• [Records provided]
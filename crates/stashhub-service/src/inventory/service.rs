//! Container and item mutations, loads, and the cache discipline.
//!
//! Every mutation is remote-first: the remote store confirms the write,
//! then the cache is updated, then the activity entry is appended. A
//! remote failure therefore leaves the cache exactly as it was.

use std::sync::Arc;

use serde_json::json;
use tracing::{debug, info};

use stashhub_core::AppError;
use stashhub_core::result::AppResult;
use stashhub_core::traits::identity::IdentityProvider;
use stashhub_core::types::{ContainerId, EnvironmentId};
use stashhub_database::repositories::{
    ContainerRepository, EnvironmentRepository, ItemRepository,
};
use stashhub_entity::activity::ActivityEvent;
use stashhub_entity::container::{Container, CreateContainer};
use stashhub_entity::item::{CreateItem, Item};

use crate::activity::ActivityLogger;
use crate::session::require_user;
use crate::share::ShareService;

use super::cache::{CachedContainer, InventoryCache};

/// Caller-supplied fields for a new item.
#[derive(Debug, Clone, serde::Serialize, serde::Deserialize)]
pub struct NewItem {
    /// Item name, unique within the container.
    pub name: String,
    /// Free-form quantity, stored as given.
    pub quantity: String,
}

/// Caller-supplied fields for an item update.
///
/// The row is addressed by its name before the update, so a rename
/// carries both names.
#[derive(Debug, Clone, serde::Serialize, serde::Deserialize)]
pub struct UpdateItem {
    /// The item's current name.
    pub original_name: String,
    /// The name after the update.
    pub name: String,
    /// The quantity after the update.
    pub quantity: String,
}

/// Orchestrates container and item operations against the remote store
/// and the shared [`InventoryCache`].
pub struct InventoryService {
    containers: Arc<dyn ContainerRepository>,
    items: Arc<dyn ItemRepository>,
    environments: Arc<dyn EnvironmentRepository>,
    identity: Arc<dyn IdentityProvider>,
    shares: Arc<ShareService>,
    cache: Arc<InventoryCache>,
    activity: Arc<ActivityLogger>,
}

impl InventoryService {
    /// Create a new inventory service.
    pub fn new(
        containers: Arc<dyn ContainerRepository>,
        items: Arc<dyn ItemRepository>,
        environments: Arc<dyn EnvironmentRepository>,
        identity: Arc<dyn IdentityProvider>,
        shares: Arc<ShareService>,
        cache: Arc<InventoryCache>,
        activity: Arc<ActivityLogger>,
    ) -> Self {
        Self {
            containers,
            items,
            environments,
            identity,
            shares,
            cache,
            activity,
        }
    }

    /// The shared cache this service maintains.
    pub fn cache(&self) -> &Arc<InventoryCache> {
        &self.cache
    }

    /// Reload one environment's containers and items from the remote
    /// store, replacing that environment's slice of the cache.
    pub async fn load_for_environment(
        &self,
        environment_id: EnvironmentId,
    ) -> AppResult<Vec<CachedContainer>> {
        let containers = self.containers.find_by_environment(environment_id).await?;
        let entries = self.attach_items(containers).await?;
        self.cache
            .replace_environments(&[environment_id], entries.clone())
            .await;
        debug!(environment_id = %environment_id, containers = entries.len(), "inventory reloaded");
        Ok(entries)
    }

    /// Reload every environment visible to the current user (owned plus
    /// accepted shares), replacing the whole cache.
    pub async fn load_all(&self) -> AppResult<Vec<CachedContainer>> {
        let environments = self.shares.list_accessible_environments().await?;
        let ids: Vec<EnvironmentId> = environments.iter().map(|e| e.id).collect();
        let containers = self.containers.find_by_environments(&ids).await?;
        let entries = self.attach_items(containers).await?;
        self.cache.replace_all(entries.clone()).await;
        debug!(environments = ids.len(), containers = entries.len(), "inventory reloaded");
        Ok(entries)
    }

    /// Create a container.
    ///
    /// Returns `Ok(None)` without touching anything when a container of
    /// that name (case-insensitively) already exists for this owner in
    /// this environment. The check and the insert are separate steps;
    /// a racing create slips through the check and is rejected by the
    /// unique index as a `Duplicate` error instead.
    pub async fn create_container(
        &self,
        environment_id: EnvironmentId,
        name: &str,
    ) -> AppResult<Option<Container>> {
        let user = require_user(self.identity.as_ref()).await?;
        let name = name.trim();
        if name.is_empty() {
            return Err(AppError::validation("Container name must not be empty"));
        }

        if self
            .containers
            .find_by_name(user.id, environment_id, name)
            .await?
            .is_some()
        {
            debug!(environment_id = %environment_id, name, "container already exists");
            return Ok(None);
        }

        let container = self
            .containers
            .create(&CreateContainer {
                environment_id,
                owner_id: user.id,
                name: name.to_string(),
            })
            .await?;

        self.cache.insert_container(container.clone()).await;
        self.activity
            .record(
                &user,
                ActivityEvent::ContainerCreate,
                environment_id,
                Some(container.id),
                None,
                json!({
                    "container_name": container.name,
                    "environment_name": self.environment_name(environment_id).await,
                }),
            )
            .await;

        info!(container_id = %container.id, environment_id = %environment_id, "container created");
        Ok(Some(container))
    }

    /// Delete a container and everything in it.
    ///
    /// Two remote steps with no transaction around them: the items are
    /// deleted first, then the container row. A failure in between
    /// leaves an empty container behind, which a retry cleans up.
    pub async fn delete_container(
        &self,
        container_id: ContainerId,
        environment_id: EnvironmentId,
    ) -> AppResult<()> {
        let user = require_user(self.identity.as_ref()).await?;
        let entry = self
            .cache
            .get(container_id)
            .await
            .filter(|c| c.container.environment_id == environment_id)
            .ok_or_else(|| AppError::not_found("Container not found"))?;

        let removed_items = self.items.delete_by_container(container_id).await?;
        if !self.containers.delete(container_id).await? {
            return Err(AppError::not_found("Container no longer exists"));
        }

        self.cache.remove_container(container_id).await;
        self.activity
            .record(
                &user,
                ActivityEvent::ContainerDelete,
                environment_id,
                Some(container_id),
                None,
                json!({
                    "container_name": entry.container.name,
                    "item_count": removed_items,
                }),
            )
            .await;

        info!(
            container_id = %container_id,
            environment_id = %environment_id,
            removed_items,
            "container deleted"
        );
        Ok(())
    }

    /// Create an item in a container.
    ///
    /// Returns `Ok(None)` when the container already holds an item of
    /// that name; same check-then-insert shape as
    /// [`create_container`](Self::create_container).
    pub async fn create_item(
        &self,
        container_id: ContainerId,
        new_item: NewItem,
    ) -> AppResult<Option<Item>> {
        let user = require_user(self.identity.as_ref()).await?;
        let entry = self.cached_container(container_id).await?;
        let name = new_item.name.trim();
        if name.is_empty() {
            return Err(AppError::validation("Item name must not be empty"));
        }

        if self.items.find_by_name(container_id, name).await?.is_some() {
            debug!(container_id = %container_id, name, "item already exists");
            return Ok(None);
        }

        let item = self
            .items
            .create(&CreateItem {
                container_id,
                name: name.to_string(),
                quantity: new_item.quantity,
            })
            .await?;

        self.cache.push_item(container_id, item.clone()).await;
        let environment_id = entry.container.environment_id;
        self.activity
            .record(
                &user,
                ActivityEvent::ItemCreate,
                environment_id,
                Some(container_id),
                Some(item.id),
                json!({
                    "item_name": item.name,
                    "quantity": item.quantity,
                    "container_name": entry.container.name,
                    "environment_name": self.environment_name(environment_id).await,
                }),
            )
            .await;

        info!(item_id = %item.id, container_id = %container_id, "item created");
        Ok(Some(item))
    }

    /// Update an item's name and quantity, addressed by its current name.
    ///
    /// Returns `Ok(None)` when no such row exists remotely any more (for
    /// example it was deleted by another member since the last reload).
    pub async fn update_item(
        &self,
        container_id: ContainerId,
        update: UpdateItem,
    ) -> AppResult<Option<Item>> {
        let user = require_user(self.identity.as_ref()).await?;
        let entry = self.cached_container(container_id).await?;
        let name = update.name.trim();
        if name.is_empty() {
            return Err(AppError::validation("Item name must not be empty"));
        }

        let Some(prior) = self
            .items
            .find_by_name(container_id, &update.original_name)
            .await?
        else {
            debug!(container_id = %container_id, name = %update.original_name, "item row gone");
            return Ok(None);
        };

        let Some(updated) = self
            .items
            .update(prior.id, name, &update.quantity)
            .await?
        else {
            return Ok(None);
        };

        self.cache.replace_item(container_id, updated.clone()).await;
        self.activity
            .record(
                &user,
                ActivityEvent::ItemUpdate,
                entry.container.environment_id,
                Some(container_id),
                Some(updated.id),
                json!({
                    "item_name": updated.name,
                    "previous_name": prior.name,
                    "quantity": updated.quantity,
                    "previous_quantity": prior.quantity,
                    "container_name": entry.container.name,
                }),
            )
            .await;

        info!(item_id = %updated.id, container_id = %container_id, "item updated");
        Ok(Some(updated))
    }

    /// Delete an item, addressed by name.
    pub async fn delete_item(&self, container_id: ContainerId, item_name: &str) -> AppResult<()> {
        let user = require_user(self.identity.as_ref()).await?;
        let entry = self.cached_container(container_id).await?;

        let item = self
            .items
            .find_by_name(container_id, item_name)
            .await?
            .ok_or_else(|| AppError::not_found("Item not found"))?;
        if !self.items.delete(item.id).await? {
            return Err(AppError::not_found("Item no longer exists"));
        }

        self.cache.remove_item(container_id, item.id).await;
        self.activity
            .record(
                &user,
                ActivityEvent::ItemDelete,
                entry.container.environment_id,
                Some(container_id),
                Some(item.id),
                json!({
                    "item_name": item.name,
                    "quantity": item.quantity,
                    "container_name": entry.container.name,
                }),
            )
            .await;

        info!(item_id = %item.id, container_id = %container_id, "item deleted");
        Ok(())
    }

    async fn cached_container(&self, container_id: ContainerId) -> AppResult<CachedContainer> {
        self.cache
            .get(container_id)
            .await
            .ok_or_else(|| AppError::not_found("Container not found"))
    }

    async fn attach_items(&self, containers: Vec<Container>) -> AppResult<Vec<CachedContainer>> {
        let mut entries = Vec::with_capacity(containers.len());
        for container in containers {
            let items = self.items.find_by_container(container.id).await?;
            entries.push(CachedContainer::new(container, items));
        }
        Ok(entries)
    }

    /// Metadata enrichment only; a failed lookup degrades to null.
    async fn environment_name(&self, environment_id: EnvironmentId) -> Option<String> {
        self.environments
            .find_by_id(environment_id)
            .await
            .ok()
            .flatten()
            .map(|e| e.name)
    }
}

• [Problem]
Look through the entries above for the word "deleted". Copy every line where it shows up.

• [Exercise answer]
    /// deleted first, then the container row. A failure in between
            "container deleted"
    /// example it was deleted by another member since the last reload).
        info!(item_id = %item.id, container_id = %container_id, "item deleted");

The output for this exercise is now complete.